=== DATA FOR THIS TASK ===

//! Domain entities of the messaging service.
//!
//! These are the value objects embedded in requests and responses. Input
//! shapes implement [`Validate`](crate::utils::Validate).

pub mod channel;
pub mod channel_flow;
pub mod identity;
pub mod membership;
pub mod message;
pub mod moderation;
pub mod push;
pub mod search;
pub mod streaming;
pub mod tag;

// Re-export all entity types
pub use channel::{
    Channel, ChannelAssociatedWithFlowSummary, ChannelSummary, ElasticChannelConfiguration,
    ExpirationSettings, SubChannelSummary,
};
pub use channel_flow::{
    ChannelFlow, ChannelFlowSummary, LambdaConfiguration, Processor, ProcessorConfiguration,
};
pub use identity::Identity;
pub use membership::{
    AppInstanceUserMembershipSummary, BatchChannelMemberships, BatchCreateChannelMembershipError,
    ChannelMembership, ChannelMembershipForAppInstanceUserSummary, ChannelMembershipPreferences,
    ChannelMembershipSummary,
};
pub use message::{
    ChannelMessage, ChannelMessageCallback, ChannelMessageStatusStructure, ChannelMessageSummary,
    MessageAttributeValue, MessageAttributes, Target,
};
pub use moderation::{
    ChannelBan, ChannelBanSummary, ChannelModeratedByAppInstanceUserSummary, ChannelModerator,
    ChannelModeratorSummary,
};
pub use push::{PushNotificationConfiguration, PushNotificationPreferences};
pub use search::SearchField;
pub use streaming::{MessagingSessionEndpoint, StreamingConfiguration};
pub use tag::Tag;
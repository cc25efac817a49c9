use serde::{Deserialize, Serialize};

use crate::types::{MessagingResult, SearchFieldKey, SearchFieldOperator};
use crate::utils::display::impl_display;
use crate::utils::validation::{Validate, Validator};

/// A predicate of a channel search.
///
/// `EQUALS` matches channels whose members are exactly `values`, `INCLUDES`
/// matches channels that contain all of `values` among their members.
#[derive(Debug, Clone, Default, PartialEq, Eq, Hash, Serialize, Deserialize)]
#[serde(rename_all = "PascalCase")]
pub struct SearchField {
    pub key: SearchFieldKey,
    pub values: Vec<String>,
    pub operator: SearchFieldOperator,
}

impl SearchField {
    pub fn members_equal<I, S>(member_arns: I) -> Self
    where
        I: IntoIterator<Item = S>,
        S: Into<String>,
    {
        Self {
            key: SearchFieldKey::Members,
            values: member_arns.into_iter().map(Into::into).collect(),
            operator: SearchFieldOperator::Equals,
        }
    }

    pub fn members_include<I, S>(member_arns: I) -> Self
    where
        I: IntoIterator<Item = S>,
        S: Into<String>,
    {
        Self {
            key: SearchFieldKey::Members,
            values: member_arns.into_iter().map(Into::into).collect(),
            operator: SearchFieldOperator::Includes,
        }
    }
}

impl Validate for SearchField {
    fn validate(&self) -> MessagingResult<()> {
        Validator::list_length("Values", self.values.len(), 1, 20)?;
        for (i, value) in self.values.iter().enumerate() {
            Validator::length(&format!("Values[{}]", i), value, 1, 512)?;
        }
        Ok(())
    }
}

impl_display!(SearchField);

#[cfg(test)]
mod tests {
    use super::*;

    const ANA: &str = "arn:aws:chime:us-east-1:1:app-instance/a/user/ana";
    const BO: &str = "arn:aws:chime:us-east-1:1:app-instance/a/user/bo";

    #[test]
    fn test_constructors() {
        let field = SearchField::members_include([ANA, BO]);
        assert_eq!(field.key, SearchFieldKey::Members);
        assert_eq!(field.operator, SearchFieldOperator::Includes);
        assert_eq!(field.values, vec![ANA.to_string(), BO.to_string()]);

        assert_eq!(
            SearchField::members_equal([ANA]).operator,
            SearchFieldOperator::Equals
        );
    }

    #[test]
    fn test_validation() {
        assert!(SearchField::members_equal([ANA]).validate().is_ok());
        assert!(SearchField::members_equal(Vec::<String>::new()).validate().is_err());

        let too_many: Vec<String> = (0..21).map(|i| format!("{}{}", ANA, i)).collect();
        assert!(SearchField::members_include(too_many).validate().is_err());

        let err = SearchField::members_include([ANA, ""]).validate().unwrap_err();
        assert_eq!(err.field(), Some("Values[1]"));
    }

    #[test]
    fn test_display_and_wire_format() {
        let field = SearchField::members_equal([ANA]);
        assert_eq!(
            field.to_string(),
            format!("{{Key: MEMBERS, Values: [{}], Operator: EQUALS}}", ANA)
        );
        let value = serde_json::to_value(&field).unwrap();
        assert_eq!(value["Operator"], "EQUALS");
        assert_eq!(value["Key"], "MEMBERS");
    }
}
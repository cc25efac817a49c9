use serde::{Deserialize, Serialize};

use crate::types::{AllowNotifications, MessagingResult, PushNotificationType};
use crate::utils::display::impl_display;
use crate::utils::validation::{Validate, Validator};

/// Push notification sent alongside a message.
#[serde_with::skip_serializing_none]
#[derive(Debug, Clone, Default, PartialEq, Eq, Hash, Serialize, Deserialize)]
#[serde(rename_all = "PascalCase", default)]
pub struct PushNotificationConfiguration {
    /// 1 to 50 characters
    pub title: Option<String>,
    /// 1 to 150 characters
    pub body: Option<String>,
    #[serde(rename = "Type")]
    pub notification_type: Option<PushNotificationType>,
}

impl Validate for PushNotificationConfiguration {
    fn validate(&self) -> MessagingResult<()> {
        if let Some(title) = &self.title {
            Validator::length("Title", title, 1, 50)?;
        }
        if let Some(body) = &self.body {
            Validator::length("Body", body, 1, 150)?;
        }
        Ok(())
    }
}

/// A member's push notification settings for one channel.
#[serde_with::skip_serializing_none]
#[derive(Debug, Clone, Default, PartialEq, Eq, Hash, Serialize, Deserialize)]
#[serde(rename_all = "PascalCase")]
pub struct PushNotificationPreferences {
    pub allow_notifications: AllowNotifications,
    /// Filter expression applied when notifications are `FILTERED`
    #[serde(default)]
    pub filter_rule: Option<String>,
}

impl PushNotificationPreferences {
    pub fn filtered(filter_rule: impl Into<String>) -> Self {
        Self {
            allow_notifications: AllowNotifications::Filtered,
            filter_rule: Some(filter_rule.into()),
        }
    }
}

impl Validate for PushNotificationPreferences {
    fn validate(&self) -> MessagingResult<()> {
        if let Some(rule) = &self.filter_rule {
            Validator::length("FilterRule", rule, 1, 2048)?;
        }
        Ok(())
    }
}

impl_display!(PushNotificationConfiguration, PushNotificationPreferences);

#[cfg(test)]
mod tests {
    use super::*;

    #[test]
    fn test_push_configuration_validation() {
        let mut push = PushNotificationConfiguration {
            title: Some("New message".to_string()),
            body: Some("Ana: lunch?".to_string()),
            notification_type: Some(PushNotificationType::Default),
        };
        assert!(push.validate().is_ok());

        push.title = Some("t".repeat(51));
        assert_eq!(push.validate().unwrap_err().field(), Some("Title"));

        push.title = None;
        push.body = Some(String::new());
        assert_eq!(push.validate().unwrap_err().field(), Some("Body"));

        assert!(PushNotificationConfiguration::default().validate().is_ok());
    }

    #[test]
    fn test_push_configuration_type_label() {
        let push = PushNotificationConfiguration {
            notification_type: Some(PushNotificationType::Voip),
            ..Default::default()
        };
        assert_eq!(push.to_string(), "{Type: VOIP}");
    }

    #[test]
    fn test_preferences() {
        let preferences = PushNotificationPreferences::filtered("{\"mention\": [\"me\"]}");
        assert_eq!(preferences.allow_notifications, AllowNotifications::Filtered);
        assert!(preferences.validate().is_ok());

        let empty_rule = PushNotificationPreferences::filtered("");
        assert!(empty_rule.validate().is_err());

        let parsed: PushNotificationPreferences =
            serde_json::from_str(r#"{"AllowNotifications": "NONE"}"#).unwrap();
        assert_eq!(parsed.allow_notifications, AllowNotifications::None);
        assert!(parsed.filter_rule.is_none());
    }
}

===

— PROBLEM —
Nothing in the records may change; write them out again in full.

— PROBLEM SOLUTION —
//! Domain entities of the messaging service.
//!
//! These are the value objects embedded in requests and responses. Input
//! shapes implement [`Validate`](crate::utils::Validate).

pub mod channel;
pub mod channel_flow;
pub mod identity;
pub mod membership;
pub mod message;
pub mod moderation;
pub mod push;
pub mod search;
pub mod streaming;
pub mod tag;

// Re-export all entity types
pub use channel::{
    Channel, ChannelAssociatedWithFlowSummary, ChannelSummary, ElasticChannelConfiguration,
    ExpirationSettings, SubChannelSummary,
};
pub use channel_flow::{
    ChannelFlow, ChannelFlowSummary, LambdaConfiguration, Processor, ProcessorConfiguration,
};
pub use identity::Identity;
pub use membership::{
    AppInstanceUserMembershipSummary, BatchChannelMemberships, BatchCreateChannelMembershipError,
    ChannelMembership, ChannelMembershipForAppInstanceUserSummary, ChannelMembershipPreferences,
    ChannelMembershipSummary,
};
pub use message::{
    ChannelMessage, ChannelMessageCallback, ChannelMessageStatusStructure, ChannelMessageSummary,
    MessageAttributeValue, MessageAttributes, Target,
};
pub use moderation::{
    ChannelBan, ChannelBanSummary, ChannelModeratedByAppInstanceUserSummary, ChannelModerator,
    ChannelModeratorSummary,
};
pub use push::{PushNotificationConfiguration, PushNotificationPreferences};
pub use search::SearchField;
pub use streaming::{MessagingSessionEndpoint, StreamingConfiguration};
pub use tag::Tag;
repository cc25efac817a49c9
use serde::{Deserialize, Serialize};

use crate::types::{MessagingResult, SearchFieldKey, SearchFieldOperator};
use crate::utils::display::impl_display;
use crate::utils::validation::{Validate, Validator};

/// A predicate of a channel search.
///
/// `EQUALS` matches channels whose members are exactly `values`, `INCLUDES`
/// matches channels that contain all of `values` among their members.
#[derive(Debug, Clone, Default, PartialEq, Eq, Hash, Serialize, Deserialize)]
#[serde(rename_all = "PascalCase")]
pub struct SearchField {
    pub key: SearchFieldKey,
    pub values: Vec<String>,
    pub operator: SearchFieldOperator,
}

impl SearchField {
    pub fn members_equal<I, S>(member_arns: I) -> Self
    where
        I: IntoIterator<Item = S>,
        S: Into<String>,
    {
        Self {
            key: SearchFieldKey::Members,
            values: member_arns.into_iter().map(Into::into).collect(),
            operator: SearchFieldOperator::Equals,
        }
    }

    pub fn members_include<I, S>(member_arns: I) -> Self
    where
        I: IntoIterator<Item = S>,
        S: Into<String>,
    {
        Self {
            key: SearchFieldKey::Members,
            values: member_arns.into_iter().map(Into::into).collect(),
            operator: SearchFieldOperator::Includes,
        }
    }
}

impl Validate for SearchField {
    fn validate(&self) -> MessagingResult<()> {
        Validator::list_length("Values", self.values.len(), 1, 20)?;
        for (i, value) in self.values.iter().enumerate() {
            Validator::length(&format!("Values[{}]", i), value, 1, 512)?;
        }
        Ok(())
    }
}

impl_display!(SearchField);

#[cfg(test)]
mod tests {
    use super::*;

    const ANA: &str = "arn:aws:chime:us-east-1:1:app-instance/a/user/ana";
    const BO: &str = "arn:aws:chime:us-east-1:1:app-instance/a/user/bo";

    #[test]
    fn test_constructors() {
        let field = SearchField::members_include([ANA, BO]);
        assert_eq!(field.key, SearchFieldKey::Members);
        assert_eq!(field.operator, SearchFieldOperator::Includes);
        assert_eq!(field.values, vec![ANA.to_string(), BO.to_string()]);

        assert_eq!(
            SearchField::members_equal([ANA]).operator,
            SearchFieldOperator::Equals
        );
    }

    #[test]
    fn test_validation() {
        assert!(SearchField::members_equal([ANA]).validate().is_ok());
        assert!(SearchField::members_equal(Vec::<String>::new()).validate().is_err());

        let too_many: Vec<String> = (0..21).map(|i| format!("{}{}", ANA, i)).collect();
        assert!(SearchField::members_include(too_many).validate().is_err());

        let err = SearchField::members_include([ANA, ""]).validate().unwrap_err();
        assert_eq!(err.field(), Some("Values[1]"));
    }

    #[test]
    fn test_display_and_wire_format() {
        let field = SearchField::members_equal([ANA]);
        assert_eq!(
            field.to_string(),
            format!("{{Key: MEMBERS, Values: [{}], Operator: EQUALS}}", ANA)
        );
        let value = serde_json::to_value(&field).unwrap();
        assert_eq!(value["Operator"], "EQUALS");
        assert_eq!(value["Key"], "MEMBERS");
    }
}
repository cc25efac817a49c9
use serde::{Deserialize, Serialize};

use crate::types::{AllowNotifications, MessagingResult, PushNotificationType};
use crate::utils::display::impl_display;
use crate::utils::validation::{Validate, Validator};

/// Push notification sent alongside a message.
#[serde_with::skip_serializing_none]
#[derive(Debug, Clone, Default, PartialEq, Eq, Hash, Serialize, Deserialize)]
#[serde(rename_all = "PascalCase", default)]
pub struct PushNotificationConfiguration {
    /// 1 to 50 characters
    pub title: Option<String>,
    /// 1 to 150 characters
    pub body: Option<String>,
    #[serde(rename = "Type")]
    pub notification_type: Option<PushNotificationType>,
}

impl Validate for PushNotificationConfiguration {
    fn validate(&self) -> MessagingResult<()> {
        if let Some(title) = &self.title {
            Validator::length("Title", title, 1, 50)?;
        }
        if let Some(body) = &self.body {
            Validator::length("Body", body, 1, 150)?;
        }
        Ok(())
    }
}

/// A member's push notification settings for one channel.
#[serde_with::skip_serializing_none]
#[derive(Debug, Clone, Default, PartialEq, Eq, Hash, Serialize, Deserialize)]
#[serde(rename_all = "PascalCase")]
pub struct PushNotificationPreferences {
    pub allow_notifications: AllowNotifications,
    /// Filter expression applied when notifications are `FILTERED`
    #[serde(default)]
    pub filter_rule: Option<String>,
}

impl PushNotificationPreferences {
    pub fn filtered(filter_rule: impl Into<String>) -> Self {
        Self {
            allow_notifications: AllowNotifications::Filtered,
            filter_rule: Some(filter_rule.into()),
        }
    }
}

impl Validate for PushNotificationPreferences {
    fn validate(&self) -> MessagingResult<()> {
        if let Some(rule) = &self.filter_rule {
            Validator::length("FilterRule", rule, 1, 2048)?;
        }
        Ok(())
    }
}

impl_display!(PushNotificationConfiguration, PushNotificationPreferences);

#[cfg(test)]
mod tests {
    use super::*;

    #[test]
    fn test_push_configuration_validation() {
        let mut push = PushNotificationConfiguration {
            title: Some("New message".to_string()),
            body: Some("Ana: lunch?".to_string()),
            notification_type: Some(PushNotificationType::Default),
        };
        assert!(push.validate().is_ok());

        push.title = Some("t".repeat(51));
        assert_eq!(push.validate().unwrap_err().field(), Some("Title"));

        push.title = None;
        push.body = Some(String::new());
        assert_eq!(push.validate().unwrap_err().field(), Some("Body"));

        assert!(PushNotificationConfiguration::default().validate().is_ok());
    }

    #[test]
    fn test_push_configuration_type_label() {
        let push = PushNotificationConfiguration {
            notification_type: Some(PushNotificationType::Voip),
            ..Default::default()
        };
        assert_eq!(push.to_string(), "{Type: VOIP}");
    }

    #[test]
    fn test_preferences() {
        let preferences = PushNotificationPreferences::filtered("{\"mention\": [\"me\"]}");
        assert_eq!(preferences.allow_notifications, AllowNotifications::Filtered);
        assert!(preferences.validate().is_ok());

        let empty_rule = PushNotificationPreferences::filtered("");
        assert!(empty_rule.validate().is_err());

        let parsed: PushNotificationPreferences =
            serde_json::from_str(r#"{"AllowNotifications": "NONE"}"#).unwrap();
        assert_eq!(parsed.allow_notifications, AllowNotifications::None);
        assert!(parsed.filter_rule.is_none());
    }
}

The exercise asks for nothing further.